Action item:
Could you return the lines below exactly, from the first line up to and including the line that holds "let filter = EnvFilter::try_from_default_env()"?

[Stored items]
------------
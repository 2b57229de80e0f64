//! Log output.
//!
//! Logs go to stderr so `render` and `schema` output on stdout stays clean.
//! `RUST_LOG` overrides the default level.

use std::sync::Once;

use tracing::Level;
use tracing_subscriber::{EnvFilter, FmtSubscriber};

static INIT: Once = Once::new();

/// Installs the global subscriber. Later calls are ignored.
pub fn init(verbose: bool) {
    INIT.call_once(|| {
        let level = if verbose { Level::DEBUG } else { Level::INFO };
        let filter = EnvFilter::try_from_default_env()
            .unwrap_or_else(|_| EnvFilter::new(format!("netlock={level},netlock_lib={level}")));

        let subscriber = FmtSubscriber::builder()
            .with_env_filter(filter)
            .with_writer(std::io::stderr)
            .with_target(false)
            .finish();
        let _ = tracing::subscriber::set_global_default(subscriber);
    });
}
------------
Task answer:
repository 2b57229de80e0f64
//! Log output.
//!
//! Logs go to stderr so `render` and `schema` output on stdout stays clean.
//! `RUST_LOG` overrides the default level.

use std::sync::Once;

use tracing::Level;
use tracing_subscriber::{EnvFilter, FmtSubscriber};

static INIT: Once = Once::new();

/// Installs the global subscriber. Later calls are ignored.
pub fn init(verbose: bool) {
    INIT.call_once(|| {
        let level = if verbose { Level::DEBUG } else { Level::INFO };
        let filter = EnvFilter::try_from_default_env()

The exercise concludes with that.